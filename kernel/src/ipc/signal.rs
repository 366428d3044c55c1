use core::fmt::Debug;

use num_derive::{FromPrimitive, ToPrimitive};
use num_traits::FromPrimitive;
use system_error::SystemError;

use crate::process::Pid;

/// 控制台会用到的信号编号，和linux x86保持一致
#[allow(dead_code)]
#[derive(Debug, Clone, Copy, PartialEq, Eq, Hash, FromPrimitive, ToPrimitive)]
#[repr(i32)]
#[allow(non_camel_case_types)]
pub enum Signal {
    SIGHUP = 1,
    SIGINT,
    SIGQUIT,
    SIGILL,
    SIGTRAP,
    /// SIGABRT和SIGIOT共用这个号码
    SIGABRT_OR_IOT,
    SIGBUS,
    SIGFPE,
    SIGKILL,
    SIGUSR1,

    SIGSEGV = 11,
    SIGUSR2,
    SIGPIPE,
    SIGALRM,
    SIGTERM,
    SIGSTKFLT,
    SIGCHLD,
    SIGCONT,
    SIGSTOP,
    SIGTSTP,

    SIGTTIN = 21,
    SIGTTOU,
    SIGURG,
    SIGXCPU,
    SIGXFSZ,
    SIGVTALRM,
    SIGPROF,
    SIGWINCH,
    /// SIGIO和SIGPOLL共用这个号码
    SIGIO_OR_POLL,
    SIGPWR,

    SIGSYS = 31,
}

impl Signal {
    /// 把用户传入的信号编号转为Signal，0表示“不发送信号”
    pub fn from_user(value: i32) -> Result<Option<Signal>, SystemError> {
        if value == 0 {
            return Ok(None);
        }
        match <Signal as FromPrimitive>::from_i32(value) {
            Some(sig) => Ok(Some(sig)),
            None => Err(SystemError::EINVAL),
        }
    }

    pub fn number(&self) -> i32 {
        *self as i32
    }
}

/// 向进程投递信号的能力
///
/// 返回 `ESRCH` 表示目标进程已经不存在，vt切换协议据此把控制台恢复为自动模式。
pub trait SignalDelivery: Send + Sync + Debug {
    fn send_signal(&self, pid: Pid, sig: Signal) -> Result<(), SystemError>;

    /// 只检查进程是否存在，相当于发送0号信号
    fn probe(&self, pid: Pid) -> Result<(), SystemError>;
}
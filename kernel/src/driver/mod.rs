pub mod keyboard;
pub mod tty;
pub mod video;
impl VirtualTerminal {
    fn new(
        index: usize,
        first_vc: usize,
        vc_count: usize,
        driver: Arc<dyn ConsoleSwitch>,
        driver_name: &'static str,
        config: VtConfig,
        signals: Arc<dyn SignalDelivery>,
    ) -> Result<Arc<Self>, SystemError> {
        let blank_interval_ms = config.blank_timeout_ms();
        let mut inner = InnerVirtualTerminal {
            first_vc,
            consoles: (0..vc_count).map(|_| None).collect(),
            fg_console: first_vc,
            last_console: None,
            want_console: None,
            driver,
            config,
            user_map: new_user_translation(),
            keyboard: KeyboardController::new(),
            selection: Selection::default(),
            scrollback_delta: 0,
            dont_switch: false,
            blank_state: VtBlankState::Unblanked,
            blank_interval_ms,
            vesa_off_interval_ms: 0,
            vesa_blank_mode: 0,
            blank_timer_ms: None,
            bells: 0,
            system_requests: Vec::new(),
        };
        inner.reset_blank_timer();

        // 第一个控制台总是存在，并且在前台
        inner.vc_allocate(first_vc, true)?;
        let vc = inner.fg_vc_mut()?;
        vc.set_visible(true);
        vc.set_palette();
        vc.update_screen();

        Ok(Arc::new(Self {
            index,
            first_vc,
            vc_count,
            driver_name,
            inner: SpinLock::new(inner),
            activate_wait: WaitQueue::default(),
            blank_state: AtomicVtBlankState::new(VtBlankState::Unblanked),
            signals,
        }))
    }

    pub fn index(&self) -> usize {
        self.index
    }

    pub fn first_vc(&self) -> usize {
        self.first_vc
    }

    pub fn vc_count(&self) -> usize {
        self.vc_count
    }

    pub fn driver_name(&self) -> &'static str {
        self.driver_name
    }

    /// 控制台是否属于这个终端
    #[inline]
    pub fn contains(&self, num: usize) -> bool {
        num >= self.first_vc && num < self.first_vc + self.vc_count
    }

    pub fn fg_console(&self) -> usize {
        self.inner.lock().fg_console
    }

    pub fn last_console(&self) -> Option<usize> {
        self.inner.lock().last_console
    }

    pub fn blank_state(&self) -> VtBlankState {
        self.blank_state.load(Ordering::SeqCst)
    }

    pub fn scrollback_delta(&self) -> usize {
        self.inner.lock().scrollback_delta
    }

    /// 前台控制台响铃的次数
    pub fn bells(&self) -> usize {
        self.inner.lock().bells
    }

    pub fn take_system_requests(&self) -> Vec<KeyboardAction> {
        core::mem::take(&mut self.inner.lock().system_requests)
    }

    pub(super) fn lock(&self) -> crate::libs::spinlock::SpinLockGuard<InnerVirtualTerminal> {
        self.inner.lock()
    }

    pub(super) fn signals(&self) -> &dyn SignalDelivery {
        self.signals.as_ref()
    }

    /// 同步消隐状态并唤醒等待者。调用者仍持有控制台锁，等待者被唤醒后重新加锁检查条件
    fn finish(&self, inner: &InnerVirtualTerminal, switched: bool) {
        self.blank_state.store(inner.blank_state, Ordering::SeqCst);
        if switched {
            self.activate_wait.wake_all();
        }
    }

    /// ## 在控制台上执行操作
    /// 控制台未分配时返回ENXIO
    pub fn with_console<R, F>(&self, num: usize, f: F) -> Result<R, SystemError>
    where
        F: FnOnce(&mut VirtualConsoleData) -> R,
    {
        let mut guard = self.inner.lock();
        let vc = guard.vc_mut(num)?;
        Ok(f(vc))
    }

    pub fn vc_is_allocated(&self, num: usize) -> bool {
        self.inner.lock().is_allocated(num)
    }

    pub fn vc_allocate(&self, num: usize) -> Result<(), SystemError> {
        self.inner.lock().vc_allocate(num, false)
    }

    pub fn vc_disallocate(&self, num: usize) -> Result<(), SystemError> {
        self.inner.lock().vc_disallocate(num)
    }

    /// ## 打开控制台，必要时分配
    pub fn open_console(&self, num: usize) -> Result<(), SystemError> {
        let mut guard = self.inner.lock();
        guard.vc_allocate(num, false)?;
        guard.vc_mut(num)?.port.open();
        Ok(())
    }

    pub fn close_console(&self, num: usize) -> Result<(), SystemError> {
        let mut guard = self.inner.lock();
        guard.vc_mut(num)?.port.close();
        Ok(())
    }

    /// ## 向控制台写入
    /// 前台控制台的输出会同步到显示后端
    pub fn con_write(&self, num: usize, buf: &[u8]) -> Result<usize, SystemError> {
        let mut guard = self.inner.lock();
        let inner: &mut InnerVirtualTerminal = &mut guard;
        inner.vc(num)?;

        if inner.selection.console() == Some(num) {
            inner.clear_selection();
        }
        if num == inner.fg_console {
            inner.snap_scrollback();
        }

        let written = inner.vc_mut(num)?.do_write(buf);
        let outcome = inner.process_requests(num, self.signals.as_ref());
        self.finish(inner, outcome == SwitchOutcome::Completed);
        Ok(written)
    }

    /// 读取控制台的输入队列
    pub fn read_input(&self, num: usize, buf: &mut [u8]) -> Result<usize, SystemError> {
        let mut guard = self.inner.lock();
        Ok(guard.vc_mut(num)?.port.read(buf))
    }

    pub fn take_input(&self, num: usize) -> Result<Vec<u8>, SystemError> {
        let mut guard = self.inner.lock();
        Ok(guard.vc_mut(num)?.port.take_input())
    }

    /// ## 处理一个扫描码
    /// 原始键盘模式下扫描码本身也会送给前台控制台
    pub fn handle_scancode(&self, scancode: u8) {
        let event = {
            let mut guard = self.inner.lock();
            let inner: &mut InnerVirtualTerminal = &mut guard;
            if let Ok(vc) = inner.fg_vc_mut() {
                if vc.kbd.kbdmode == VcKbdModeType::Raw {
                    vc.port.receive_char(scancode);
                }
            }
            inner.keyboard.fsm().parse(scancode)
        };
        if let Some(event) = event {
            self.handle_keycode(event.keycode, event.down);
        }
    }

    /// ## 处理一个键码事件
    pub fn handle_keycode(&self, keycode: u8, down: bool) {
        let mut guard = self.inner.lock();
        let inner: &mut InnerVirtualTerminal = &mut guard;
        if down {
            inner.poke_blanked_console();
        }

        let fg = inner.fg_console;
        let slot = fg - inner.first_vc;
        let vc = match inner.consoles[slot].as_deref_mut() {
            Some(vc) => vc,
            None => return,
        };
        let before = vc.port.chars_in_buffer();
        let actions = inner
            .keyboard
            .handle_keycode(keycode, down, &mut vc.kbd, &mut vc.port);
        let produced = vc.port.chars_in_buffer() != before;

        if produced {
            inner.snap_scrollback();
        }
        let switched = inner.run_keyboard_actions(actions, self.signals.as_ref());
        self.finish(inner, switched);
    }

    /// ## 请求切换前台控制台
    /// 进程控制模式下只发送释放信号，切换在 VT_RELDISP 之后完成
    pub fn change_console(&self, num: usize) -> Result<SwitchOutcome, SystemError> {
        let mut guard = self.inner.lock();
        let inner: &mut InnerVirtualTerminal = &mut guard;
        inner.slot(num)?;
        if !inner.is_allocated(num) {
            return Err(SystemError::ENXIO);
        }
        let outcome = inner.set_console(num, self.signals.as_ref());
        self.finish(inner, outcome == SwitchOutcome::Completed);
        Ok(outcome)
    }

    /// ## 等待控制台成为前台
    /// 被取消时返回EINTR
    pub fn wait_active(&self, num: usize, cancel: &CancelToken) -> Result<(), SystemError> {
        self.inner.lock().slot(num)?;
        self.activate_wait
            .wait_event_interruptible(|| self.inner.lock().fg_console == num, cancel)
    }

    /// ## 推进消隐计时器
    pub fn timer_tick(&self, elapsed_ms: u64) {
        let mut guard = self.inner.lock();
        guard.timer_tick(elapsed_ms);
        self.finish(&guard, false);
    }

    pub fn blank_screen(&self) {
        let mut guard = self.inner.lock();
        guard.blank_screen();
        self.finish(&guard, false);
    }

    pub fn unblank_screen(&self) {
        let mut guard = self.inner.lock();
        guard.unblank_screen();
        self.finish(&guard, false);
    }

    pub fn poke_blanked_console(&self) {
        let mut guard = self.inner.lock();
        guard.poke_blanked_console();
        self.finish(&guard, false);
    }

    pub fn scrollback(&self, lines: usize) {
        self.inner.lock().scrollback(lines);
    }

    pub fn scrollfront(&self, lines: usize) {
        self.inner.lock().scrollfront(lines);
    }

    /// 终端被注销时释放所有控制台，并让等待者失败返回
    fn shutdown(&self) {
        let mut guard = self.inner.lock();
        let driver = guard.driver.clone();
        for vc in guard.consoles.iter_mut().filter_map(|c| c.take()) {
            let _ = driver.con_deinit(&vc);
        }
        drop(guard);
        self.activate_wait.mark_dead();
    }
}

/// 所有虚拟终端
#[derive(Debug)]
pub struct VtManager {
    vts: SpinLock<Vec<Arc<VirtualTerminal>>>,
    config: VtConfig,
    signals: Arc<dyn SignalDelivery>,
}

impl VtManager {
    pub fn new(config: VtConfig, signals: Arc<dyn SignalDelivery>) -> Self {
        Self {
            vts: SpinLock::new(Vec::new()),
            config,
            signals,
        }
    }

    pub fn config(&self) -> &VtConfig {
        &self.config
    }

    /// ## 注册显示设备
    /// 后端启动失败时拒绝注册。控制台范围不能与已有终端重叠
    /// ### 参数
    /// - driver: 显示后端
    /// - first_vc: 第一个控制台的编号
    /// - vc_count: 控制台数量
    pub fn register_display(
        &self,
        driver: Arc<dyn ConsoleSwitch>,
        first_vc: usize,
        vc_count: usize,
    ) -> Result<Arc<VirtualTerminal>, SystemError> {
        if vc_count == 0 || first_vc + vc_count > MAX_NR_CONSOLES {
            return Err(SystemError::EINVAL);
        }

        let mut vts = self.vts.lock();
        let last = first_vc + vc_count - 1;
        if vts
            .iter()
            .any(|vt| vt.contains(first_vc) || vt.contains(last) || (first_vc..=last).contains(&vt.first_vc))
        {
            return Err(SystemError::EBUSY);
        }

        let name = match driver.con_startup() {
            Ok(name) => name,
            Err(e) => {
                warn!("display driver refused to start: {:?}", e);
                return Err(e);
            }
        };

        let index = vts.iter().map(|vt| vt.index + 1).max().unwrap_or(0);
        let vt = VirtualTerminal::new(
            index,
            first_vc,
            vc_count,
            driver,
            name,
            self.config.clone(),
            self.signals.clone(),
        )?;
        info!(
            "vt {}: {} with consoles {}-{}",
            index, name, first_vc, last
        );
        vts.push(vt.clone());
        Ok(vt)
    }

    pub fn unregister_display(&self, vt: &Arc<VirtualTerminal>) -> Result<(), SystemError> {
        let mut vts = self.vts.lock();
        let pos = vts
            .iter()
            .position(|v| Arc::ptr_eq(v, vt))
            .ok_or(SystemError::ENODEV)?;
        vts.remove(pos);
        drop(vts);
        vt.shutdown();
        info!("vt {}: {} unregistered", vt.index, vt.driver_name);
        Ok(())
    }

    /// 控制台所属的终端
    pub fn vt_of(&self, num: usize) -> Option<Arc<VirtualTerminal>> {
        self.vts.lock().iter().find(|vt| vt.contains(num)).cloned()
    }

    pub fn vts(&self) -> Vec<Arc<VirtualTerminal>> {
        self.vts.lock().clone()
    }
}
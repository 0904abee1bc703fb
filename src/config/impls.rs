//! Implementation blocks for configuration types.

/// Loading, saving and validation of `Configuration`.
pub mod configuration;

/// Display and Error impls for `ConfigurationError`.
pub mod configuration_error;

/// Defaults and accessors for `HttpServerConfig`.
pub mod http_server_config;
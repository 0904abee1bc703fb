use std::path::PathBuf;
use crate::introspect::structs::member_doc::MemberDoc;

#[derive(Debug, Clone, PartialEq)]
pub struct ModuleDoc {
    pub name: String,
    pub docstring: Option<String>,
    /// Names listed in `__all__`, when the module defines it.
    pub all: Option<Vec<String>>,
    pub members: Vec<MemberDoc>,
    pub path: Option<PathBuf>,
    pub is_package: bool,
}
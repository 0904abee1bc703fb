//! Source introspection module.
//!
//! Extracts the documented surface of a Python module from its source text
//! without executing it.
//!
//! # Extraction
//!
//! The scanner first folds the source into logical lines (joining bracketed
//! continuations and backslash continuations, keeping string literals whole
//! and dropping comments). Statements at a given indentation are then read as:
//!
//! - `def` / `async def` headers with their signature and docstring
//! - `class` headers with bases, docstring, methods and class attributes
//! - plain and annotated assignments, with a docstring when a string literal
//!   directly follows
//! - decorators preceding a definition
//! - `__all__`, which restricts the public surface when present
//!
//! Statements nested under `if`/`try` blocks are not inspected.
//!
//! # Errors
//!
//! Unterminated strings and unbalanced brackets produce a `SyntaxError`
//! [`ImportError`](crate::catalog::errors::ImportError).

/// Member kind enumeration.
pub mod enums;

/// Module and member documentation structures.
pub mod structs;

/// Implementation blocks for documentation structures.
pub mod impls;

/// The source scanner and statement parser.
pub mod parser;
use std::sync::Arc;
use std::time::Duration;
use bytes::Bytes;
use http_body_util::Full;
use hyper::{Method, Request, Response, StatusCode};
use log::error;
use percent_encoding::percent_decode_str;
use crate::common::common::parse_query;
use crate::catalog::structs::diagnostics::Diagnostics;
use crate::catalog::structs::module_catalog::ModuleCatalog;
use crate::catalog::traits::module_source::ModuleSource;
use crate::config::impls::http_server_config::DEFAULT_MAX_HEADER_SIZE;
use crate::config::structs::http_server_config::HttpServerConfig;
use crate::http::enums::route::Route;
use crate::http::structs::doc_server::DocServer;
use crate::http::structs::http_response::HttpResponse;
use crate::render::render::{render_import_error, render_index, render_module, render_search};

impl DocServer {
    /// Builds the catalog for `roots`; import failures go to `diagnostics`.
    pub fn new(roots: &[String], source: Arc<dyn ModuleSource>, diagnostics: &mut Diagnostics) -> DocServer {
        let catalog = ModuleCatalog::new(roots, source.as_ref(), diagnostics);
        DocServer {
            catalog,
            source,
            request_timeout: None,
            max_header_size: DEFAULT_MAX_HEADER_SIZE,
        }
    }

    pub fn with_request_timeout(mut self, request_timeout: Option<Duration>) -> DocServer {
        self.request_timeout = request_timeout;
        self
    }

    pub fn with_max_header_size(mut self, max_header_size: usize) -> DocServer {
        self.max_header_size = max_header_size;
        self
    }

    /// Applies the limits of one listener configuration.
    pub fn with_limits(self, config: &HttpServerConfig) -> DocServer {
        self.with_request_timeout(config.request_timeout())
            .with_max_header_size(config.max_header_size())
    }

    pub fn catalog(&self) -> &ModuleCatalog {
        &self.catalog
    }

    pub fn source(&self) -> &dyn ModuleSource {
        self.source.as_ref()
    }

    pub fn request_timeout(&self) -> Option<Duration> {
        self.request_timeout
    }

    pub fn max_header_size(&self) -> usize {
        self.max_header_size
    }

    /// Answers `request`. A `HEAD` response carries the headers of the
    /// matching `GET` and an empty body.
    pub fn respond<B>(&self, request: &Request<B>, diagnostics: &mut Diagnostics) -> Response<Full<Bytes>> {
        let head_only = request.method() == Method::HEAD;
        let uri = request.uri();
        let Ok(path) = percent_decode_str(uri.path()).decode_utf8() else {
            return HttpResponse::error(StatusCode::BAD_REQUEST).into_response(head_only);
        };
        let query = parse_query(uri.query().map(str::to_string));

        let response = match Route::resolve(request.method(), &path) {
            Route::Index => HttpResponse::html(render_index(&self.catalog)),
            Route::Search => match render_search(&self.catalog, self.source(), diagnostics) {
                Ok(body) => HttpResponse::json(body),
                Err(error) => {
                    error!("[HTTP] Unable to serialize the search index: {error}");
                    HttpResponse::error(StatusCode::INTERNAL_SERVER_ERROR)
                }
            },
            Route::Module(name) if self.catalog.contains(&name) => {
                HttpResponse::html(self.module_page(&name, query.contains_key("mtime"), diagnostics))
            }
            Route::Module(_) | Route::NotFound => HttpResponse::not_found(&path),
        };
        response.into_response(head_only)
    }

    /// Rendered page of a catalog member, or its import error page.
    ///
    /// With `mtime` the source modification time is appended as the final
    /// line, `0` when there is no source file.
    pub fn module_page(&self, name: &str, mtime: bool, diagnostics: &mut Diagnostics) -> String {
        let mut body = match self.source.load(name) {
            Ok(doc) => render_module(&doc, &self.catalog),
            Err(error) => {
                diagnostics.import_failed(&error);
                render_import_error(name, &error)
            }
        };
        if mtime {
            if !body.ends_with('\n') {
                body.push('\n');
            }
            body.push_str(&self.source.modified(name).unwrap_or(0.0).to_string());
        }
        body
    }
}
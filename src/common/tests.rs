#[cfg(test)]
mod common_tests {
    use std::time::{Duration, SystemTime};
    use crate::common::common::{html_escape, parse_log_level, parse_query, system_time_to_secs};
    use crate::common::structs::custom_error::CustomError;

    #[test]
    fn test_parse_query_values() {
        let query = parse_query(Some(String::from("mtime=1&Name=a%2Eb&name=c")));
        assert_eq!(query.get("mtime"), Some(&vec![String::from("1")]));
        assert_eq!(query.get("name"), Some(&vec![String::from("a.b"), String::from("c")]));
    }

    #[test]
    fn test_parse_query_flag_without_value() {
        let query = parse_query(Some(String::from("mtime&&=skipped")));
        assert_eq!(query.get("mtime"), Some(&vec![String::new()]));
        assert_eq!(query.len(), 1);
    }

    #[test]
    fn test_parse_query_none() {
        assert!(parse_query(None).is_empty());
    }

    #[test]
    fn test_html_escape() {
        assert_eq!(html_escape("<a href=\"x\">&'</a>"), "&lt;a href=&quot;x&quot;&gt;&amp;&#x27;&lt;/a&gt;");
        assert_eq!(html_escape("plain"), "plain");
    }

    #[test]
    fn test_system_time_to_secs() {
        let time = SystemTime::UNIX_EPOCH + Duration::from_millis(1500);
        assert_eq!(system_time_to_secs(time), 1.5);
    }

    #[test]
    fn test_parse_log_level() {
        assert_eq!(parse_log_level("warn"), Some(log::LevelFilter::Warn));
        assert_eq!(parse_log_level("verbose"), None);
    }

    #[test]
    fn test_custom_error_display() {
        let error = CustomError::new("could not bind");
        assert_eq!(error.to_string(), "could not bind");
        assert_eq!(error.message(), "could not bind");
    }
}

— GOAL OF THE EXERCISE —
Please copy out every line in the listing that has the string "ModuleCatalog".

— ANSWER FOR THE TASK —
use crate::catalog::structs::module_catalog::ModuleCatalog;
        let catalog = ModuleCatalog::new(roots, source.as_ref(), diagnostics);
    pub fn catalog(&self) -> &ModuleCatalog {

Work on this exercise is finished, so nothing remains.